> _THE TASK_
Take each line of the entries below that contains "return" and copy it.

[Collected data]
----------------
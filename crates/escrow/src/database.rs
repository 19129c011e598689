//! Database connection and the SeaORM store implementation
//!
//! All records crossing this boundary go through an explicit mapping step;
//! rows with unknown status strings or partial ledger linkage are rejected
//! as `InvalidRecord` instead of leaking loosely-typed data upward.

use async_trait::async_trait;
use sea_orm::{
    entity::*, query::*, Database as SeaOrmDatabase, DatabaseConnection, QueryOrder,
    TransactionTrait,
};
use std::sync::Arc;
use std::time::Duration;
use tracing::info;
use uuid::Uuid;

use crate::entity::{contracts, deliverables, party_profiles};
use crate::error::{EscrowError, EscrowResult};
use crate::store::{ContractChanges, ContractStore, DeliverableChanges};
use crate::types::{
    Contract, ContractStatus, Deliverable, DeliverableStatus, LedgerLinkage, PartyProfileSummary,
    PartyRole,
};

/// Database connection wrapper
pub struct Database {
    connection: DatabaseConnection,
}

impl Database {
    /// Create a new database connection with tuned pool settings
    pub async fn new(database_url: &str) -> EscrowResult<Self> {
        info!("Connecting to database: {}", mask_url(database_url));

        let mut opt = sea_orm::ConnectOptions::new(database_url.to_string());
        opt.max_connections(50)
            .min_connections(5)
            .connect_timeout(Duration::from_secs(10))
            .acquire_timeout(Duration::from_secs(30))
            .idle_timeout(Duration::from_secs(300))
            .max_lifetime(Duration::from_secs(3600))
            .sqlx_logging(true)
            .sqlx_logging_level(tracing::log::LevelFilter::Debug);

        let connection = SeaOrmDatabase::connect(opt).await?;
        connection.ping().await?;
        info!("Database connection established");

        Ok(Self { connection })
    }

    /// Get a reference to the database connection
    pub fn connection(&self) -> &DatabaseConnection {
        &self.connection
    }

    /// Build the store backed by this connection
    pub fn store(&self) -> SeaOrmStore {
        SeaOrmStore {
            conn: Arc::new(self.connection.clone()),
        }
    }
}

/// Mask sensitive parts of a database URL for logging
fn mask_url(url: &str) -> String {
    if let Some(at_pos) = url.find('@') {
        if let Some(double_slash_pos) = url.find("//") {
            let prefix = &url[..double_slash_pos + 2];
            let suffix = &url[at_pos..];
            return format!("{}****{}", prefix, suffix);
        }
    }
    url.to_string()
}

/// SeaORM-backed `ContractStore`
#[derive(Clone)]
pub struct SeaOrmStore {
    conn: Arc<DatabaseConnection>,
}

impl SeaOrmStore {
    pub fn new(conn: Arc<DatabaseConnection>) -> Self {
        Self { conn }
    }
}

/// Map a contracts row into the typed domain record, enforcing the
/// all-or-nothing linkage invariant.
fn contract_from_model(m: contracts::Model) -> EscrowResult<Contract> {
    let status = ContractStatus::parse(&m.status).ok_or_else(|| {
        EscrowError::invalid_record(format!("unknown contract status '{}'", m.status))
    })?;

    let linkage = match (m.ledger_contract_id, m.ledger_address, m.transaction_hash) {
        (Some(ledger_contract_id), Some(ledger_address), Some(transaction_hash)) => {
            Some(LedgerLinkage {
                ledger_contract_id,
                ledger_address,
                transaction_hash,
            })
        }
        (None, None, None) => None,
        _ => {
            return Err(EscrowError::invalid_record(format!(
                "contract {} has partial ledger linkage",
                m.id
            )))
        }
    };

    Ok(Contract {
        id: m.id,
        investor_id: m.investor_id,
        freelancer_id: m.freelancer_id,
        title: m.title,
        description: m.description,
        value: m.value,
        terms: m.terms,
        status,
        linkage,
        verified: m.verified,
        error_message: m.error_message,
        version: m.version,
        created_at: m.created_at,
        updated_at: m.updated_at,
        completed_at: m.completed_at,
    })
}

fn contract_to_active_model(c: &Contract) -> contracts::ActiveModel {
    contracts::ActiveModel {
        id: Set(c.id),
        investor_id: Set(c.investor_id.clone()),
        freelancer_id: Set(c.freelancer_id.clone()),
        title: Set(c.title.clone()),
        description: Set(c.description.clone()),
        value: Set(c.value),
        terms: Set(c.terms.clone()),
        status: Set(c.status.as_str().to_string()),
        error_message: Set(c.error_message.clone()),
        ledger_contract_id: Set(c.linkage.as_ref().map(|l| l.ledger_contract_id.clone())),
        ledger_address: Set(c.linkage.as_ref().map(|l| l.ledger_address.clone())),
        transaction_hash: Set(c.linkage.as_ref().map(|l| l.transaction_hash.clone())),
        verified: Set(c.verified),
        version: Set(c.version),
        created_at: Set(c.created_at),
        updated_at: Set(c.updated_at),
        completed_at: Set(c.completed_at),
    }
}

fn deliverable_from_model(m: deliverables::Model) -> EscrowResult<Deliverable> {
    let status = DeliverableStatus::parse(&m.status).ok_or_else(|| {
        EscrowError::invalid_record(format!("unknown deliverable status '{}'", m.status))
    })?;

    Ok(Deliverable {
        id: m.id,
        contract_id: m.contract_id,
        title: m.title,
        description: m.description,
        file_url: m.file_url,
        status,
        ledger_uri: m.ledger_uri,
        version: m.version,
        created_at: m.created_at,
        updated_at: m.updated_at,
    })
}

fn deliverable_to_active_model(d: &Deliverable) -> deliverables::ActiveModel {
    deliverables::ActiveModel {
        id: Set(d.id),
        contract_id: Set(d.contract_id),
        title: Set(d.title.clone()),
        description: Set(d.description.clone()),
        file_url: Set(d.file_url.clone()),
        status: Set(d.status.as_str().to_string()),
        ledger_uri: Set(d.ledger_uri.clone()),
        version: Set(d.version),
        created_at: Set(d.created_at),
        updated_at: Set(d.updated_at),
    }
}

fn profile_from_model(m: party_profiles::Model) -> EscrowResult<PartyProfileSummary> {
    let role = PartyRole::parse(&m.role).ok_or_else(|| {
        EscrowError::invalid_record(format!("unknown party role '{}'", m.role))
    })?;

    Ok(PartyProfileSummary {
        id: m.id,
        display_name: m.display_name,
        role,
        ledger_address: m.ledger_address,
    })
}

#[async_trait]
impl ContractStore for SeaOrmStore {
    async fn insert_contract(&self, contract: Contract) -> EscrowResult<Contract> {
        contract_to_active_model(&contract)
            .insert(self.conn.as_ref())
            .await?;
        Ok(contract)
    }

    async fn get_contract(&self, id: Uuid) -> EscrowResult<Option<Contract>> {
        contracts::Entity::find_by_id(id)
            .one(self.conn.as_ref())
            .await?
            .map(contract_from_model)
            .transpose()
    }

    async fn update_contract(
        &self,
        id: Uuid,
        expected_version: i64,
        changes: ContractChanges,
    ) -> EscrowResult<Contract> {
        let txn = self.conn.begin().await?;

        let current = contracts::Entity::find_by_id(id)
            .one(&txn)
            .await?
            .ok_or_else(|| EscrowError::not_found("contract", id))?;

        if current.version != expected_version {
            txn.rollback().await?;
            return Err(EscrowError::conflict(format!(
                "contract {} changed underneath the caller: expected version {}, found {}",
                id, expected_version, current.version
            )));
        }

        let mut contract = contract_from_model(current)?;
        changes.apply(&mut contract);

        contract_to_active_model(&contract).update(&txn).await?;
        txn.commit().await?;

        Ok(contract)
    }

    async fn list_contracts_for_party(
        &self,
        party_id: &str,
        status: Option<ContractStatus>,
    ) -> EscrowResult<Vec<Contract>> {
        let mut query = contracts::Entity::find()
            .filter(
                Condition::any()
                    .add(contracts::Column::InvestorId.eq(party_id))
                    .add(contracts::Column::FreelancerId.eq(party_id)),
            )
            .order_by_asc(contracts::Column::CreatedAt);

        if let Some(status) = status {
            query = query.filter(contracts::Column::Status.eq(status.as_str()));
        }

        query
            .all(self.conn.as_ref())
            .await?
            .into_iter()
            .map(contract_from_model)
            .collect()
    }

    async fn insert_deliverable(&self, deliverable: Deliverable) -> EscrowResult<Deliverable> {
        deliverable_to_active_model(&deliverable)
            .insert(self.conn.as_ref())
            .await?;
        Ok(deliverable)
    }

    async fn get_deliverable(&self, id: Uuid) -> EscrowResult<Option<Deliverable>> {
        deliverables::Entity::find_by_id(id)
            .one(self.conn.as_ref())
            .await?
            .map(deliverable_from_model)
            .transpose()
    }

    async fn update_deliverable(
        &self,
        id: Uuid,
        expected_version: i64,
        changes: DeliverableChanges,
    ) -> EscrowResult<Deliverable> {
        let txn = self.conn.begin().await?;

        let current = deliverables::Entity::find_by_id(id)
            .one(&txn)
            .await?
            .ok_or_else(|| EscrowError::not_found("deliverable", id))?;

        if current.version != expected_version {
            txn.rollback().await?;
            return Err(EscrowError::conflict(format!(
                "deliverable {} changed underneath the caller: expected version {}, found {}",
                id, expected_version, current.version
            )));
        }

        let mut deliverable = deliverable_from_model(current)?;
        changes.apply(&mut deliverable);

        deliverable_to_active_model(&deliverable).update(&txn).await?;
        txn.commit().await?;

        Ok(deliverable)
    }

    async fn list_deliverables(&self, contract_id: Uuid) -> EscrowResult<Vec<Deliverable>> {
        deliverables::Entity::find()
            .filter(deliverables::Column::ContractId.eq(contract_id))
            .order_by_asc(deliverables::Column::CreatedAt)
            .all(self.conn.as_ref())
            .await?
            .into_iter()
            .map(deliverable_from_model)
            .collect()
    }

    async fn get_party_profile(
        &self,
        party_id: &str,
    ) -> EscrowResult<Option<PartyProfileSummary>> {
        party_profiles::Entity::find_by_id(party_id)
            .one(self.conn.as_ref())
            .await?
            .map(profile_from_model)
            .transpose()
    }

    async fn upsert_party_profile(&self, profile: PartyProfileSummary) -> EscrowResult<()> {
        let now = chrono::Utc::now();
        let existing = party_profiles::Entity::find_by_id(&profile.id)
            .one(self.conn.as_ref())
            .await?;

        match existing {
            Some(model) => {
                let mut active: party_profiles::ActiveModel = model.into();
                active.display_name = Set(profile.display_name);
                active.role = Set(profile.role.as_str().to_string());
                active.ledger_address = Set(profile.ledger_address);
                active.updated_at = Set(now);
                active.update(self.conn.as_ref()).await?;
            }
            None => {
                let active = party_profiles::ActiveModel {
                    id: Set(profile.id),
                    display_name: Set(profile.display_name),
                    role: Set(profile.role.as_str().to_string()),
                    ledger_address: Set(profile.ledger_address),
                    created_at: Set(now),
                    updated_at: Set(now),
                };
                active.insert(self.conn.as_ref()).await?;
            }
        }

        Ok(())
    }
}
----------------
> _THE ANSWER_
            return format!("{}****{}", prefix, suffix);
            return Err(EscrowError::invalid_record(format!(
            return Err(EscrowError::conflict(format!(
            return Err(EscrowError::conflict(format!(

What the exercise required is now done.